Dans la grande majorité des cas, l’hypertension artérielle ne se manifeste par aucun symptôme, ce qui complique sa prise en charge. Et une proportion significative des patients hypertendus sous médicaments ne respecte pas scrupuleusement le traitement, voire l’arrête. Le bénéfice de la prise en charge de l’hypertension se traduit à moyen et à long terme. Et il n’y a pas que les médicaments : l’activité physique régulière tient une place importante, parmi d’autres adaptations du mode de vie (alimentation, alcool, tabac…).
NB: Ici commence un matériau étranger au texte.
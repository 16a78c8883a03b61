use serde::Deserialize;
use std::fmt::{Display, Formatter};

#[derive(Debug, Copy, Clone, Default, PartialEq, Eq, Deserialize)]
#[serde(rename_all = "snake_case")]
pub enum SecurityProtocol {
    #[default]
    Plaintext,
    Ssl,
}

impl Display for SecurityProtocol {
    fn fmt(&self, f: &mut Formatter<'_>) -> std::fmt::Result {
        match self {
            SecurityProtocol::Plaintext => write!(f, "plaintext"),
            SecurityProtocol::Ssl => write!(f, "ssl"),
        }
    }
}
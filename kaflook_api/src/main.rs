#![warn(unused_imports)]
#![deny(clippy::clone_on_copy)]
#![deny(forgetting_copy_types)]
#![deny(clippy::style)]

use anyhow::Context;
use kaflook_api::app_config::AppConfig;
use kaflook_api::startup::run_until_stopped;
use tracing::info;
use tracing::level_filters::LevelFilter;
use tracing_subscriber::layer::SubscriberExt;
use tracing_subscriber::util::SubscriberInitExt;
use tracing_subscriber::{EnvFilter, Layer};

#[tokio::main]
async fn main() -> Result<(), anyhow::Error> {
    let filter = EnvFilter::builder()
        .with_default_directive(LevelFilter::INFO.into())
        .from_env_lossy();

    tracing_subscriber::registry()
        .with(
            console_subscriber::ConsoleLayer::builder()
                .with_default_env()
                .spawn(),
        )
        .with(tracing_subscriber::fmt::layer().with_filter(filter))
        .init();

    info!("Starting kaflook {}", env!("CARGO_PKG_VERSION"));

    let config = AppConfig::build().context("While building app config")?;
    info!(
        "Serving {} environments from the {:?} backend",
        config.environments.len(),
        config.backend
    );

    run_until_stopped(config).await?;

    Ok(())
}
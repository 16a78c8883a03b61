use crate::api::converters::MessageLimits;
use crate::api::{proto, KaflookService};
use crate::app_config::{AppConfig, BackendKind};
use anyhow::Context;
use kaflook::backend::{BrokerBackend, KafkaBackend, SimulatedBackend};
use kaflook::facade::BrowserFacade;
use std::net::SocketAddr;
use std::sync::Arc;
use std::time::Duration;
use tonic::transport::Server;
use tower_http::trace::TraceLayer;
use tracing::info;

pub async fn run_until_stopped(config: AppConfig) -> Result<(), anyhow::Error> {
    match config.backend {
        BackendKind::Kafka => serve(KafkaBackend, config).await,
        BackendKind::Simulator => {
            let backend = SimulatedBackend::demo()
                .with_latency(Duration::from_millis(config.simulator.latency_ms))
                .with_failure_rate(config.simulator.failure_rate);
            serve(backend, config).await
        }
    }
}

pub fn build_facade<B: BrokerBackend>(
    backend: B,
    config: &AppConfig,
) -> Result<BrowserFacade<B>, anyhow::Error> {
    let facade = BrowserFacade::new(backend, config.connection_settings())
        .with_known_environments(config.known_environments()?)
        .with_internal_topics(config.include_internal_topics);

    Ok(facade)
}

async fn serve<B: BrokerBackend>(backend: B, config: AppConfig) -> Result<(), anyhow::Error> {
    let address: SocketAddr = format!("{}:{}", config.host, config.port)
        .parse()
        .context("While parsing socket address")?;

    let facade = Arc::new(build_facade(backend, &config)?);
    let initial_state = facade.get_connection_status().await;
    info!("Initial connection state: {:?}", initial_state);

    let limits = MessageLimits {
        default_count: config.default_message_count,
        max_count: config.max_message_count,
        default_format: config.default_format,
    };
    let service = KaflookService::new(facade, config.environments.clone(), limits);

    let reflection = tonic_reflection::server::Builder::configure()
        .register_encoded_file_descriptor_set(proto::FILE_DESCRIPTOR_SET)
        .build_v1alpha()
        .context("While building reflection service")?;

    info!("Listening {address}");
    Server::builder()
        .layer(TraceLayer::new_for_grpc())
        .add_service(reflection)
        .add_service(proto::kaflook_server::KaflookServer::new(service))
        .serve_with_shutdown(address, shutdown_signal())
        .await
        .context("While serving grpc")?;

    Ok(())
}

async fn shutdown_signal() {
    if let Err(e) = tokio::signal::ctrl_c().await {
        tracing::error!("While listening for shutdown signal: {e}");
    }
    info!("Shutting down");
}
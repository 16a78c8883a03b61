use std::path::PathBuf;

fn main() -> Result<(), Box<dyn std::error::Error>> {
    let out_dir = PathBuf::from(std::env::var("OUT_DIR")?);
    tonic_build::configure()
        .file_descriptor_set_path(out_dir.join("kaflook_service_descriptor.bin"))
        .build_client(false)
        .compile_protos(&["./src/protos/kaflook_service.proto"], &["./src/protos"])?;

    Ok(())
}
use crate::connection_settings::ConnectionSettings;
use crate::consumer::AutoOffsetReset;
use crate::error::BrowseError;
use rdkafka::consumer::StreamConsumer;
use rdkafka::ClientConfig;
use std::ops::Deref;

/// Consumer owned by a single tail. Dropping it leaves the group and closes its sockets.
pub struct ConsumerWrapper {
    consumer: StreamConsumer,
}

impl ConsumerWrapper {
    pub fn create_for_browsing(
        connection_settings: &ConnectionSettings,
        group: &str,
        auto_offset_reset: AutoOffsetReset,
    ) -> Result<Self, BrowseError> {
        // https://raw.githubusercontent.com/confluentinc/librdkafka/master/CONFIGURATION.md
        let consumer: StreamConsumer = ClientConfig::try_from(connection_settings)?
            .set("group.id", group)
            .set("auto.offset.reset", auto_offset_reset.to_string())
            .set("enable.partition.eof", "true")
            .set("session.timeout.ms", "10000")
            .set("enable.auto.commit", "false")
            .set("enable.auto.offset.store", "false")
            .set("receive.message.max.bytes", "2147483647")
            .set("heartbeat.interval.ms", "1000")
            .create()?;

        Ok(Self { consumer })
    }
}

impl Deref for ConsumerWrapper {
    type Target = StreamConsumer;

    fn deref(&self) -> &Self::Target {
        &self.consumer
    }
}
Une équipe américaine (université de Yale) a conduit une enquête auprès de quelque 1500 adultes âgés de moins de 45 ans, affichant une pression artérielle un peu trop élevée (pas - encore ? - d’hypertension) lors d’une consultation chez le médecin généraliste. On leur a demandé de s’imaginer qu’ils présentaient une hypertension et ils ont été interrogés sur les efforts qu’ils étaient disposés à fournir pour prolonger - en toute hypothèse - leur espérance de vie de six mois, un an ou cinq ans.

Le médicament. Huit répondants sur dix (79%) sont prêts à prendre un comprimé par jour si cela allonge leur espérance de vie de six mois, 90% d'un an et 96% de cinq ans.

L’exercice physique. Six personnes sur dix (63%) sont disposées à pratiquer une activité physique régulière pour six mois de vie en plus, 84% pour un an et 93% pour cinq ans.

Logiquement, plus le gain de vie est élevé, plus on consent à faire un effort. L’activité physique (dont le bénéfice va bien au-delà de l’hypertension) pose un problème particulier. En fait, explique le coordinateur de cette étude : « En tant que médecins, nous devons élargir le propos lorsque nous discutons avec un patient des options pour gérer la pression artérielle. Nous sommes bons lorsqu’il s’agit d’évoquer les effets secondaires, mais nous envisageons rarement les autres inconvénients ou les contraintes qui empêchent de prendre un médicament sur le long terme ou de pratiquer une activité physique. Notre étude montre que chacun attribue un poids spécifique aux plus et aux moins des interventions visant à améliorer la santé cardiovasculaire. Nous devrions davantage mettre l’accent sur le gain d’espérance de vie afin de susciter une meilleure adhésion ».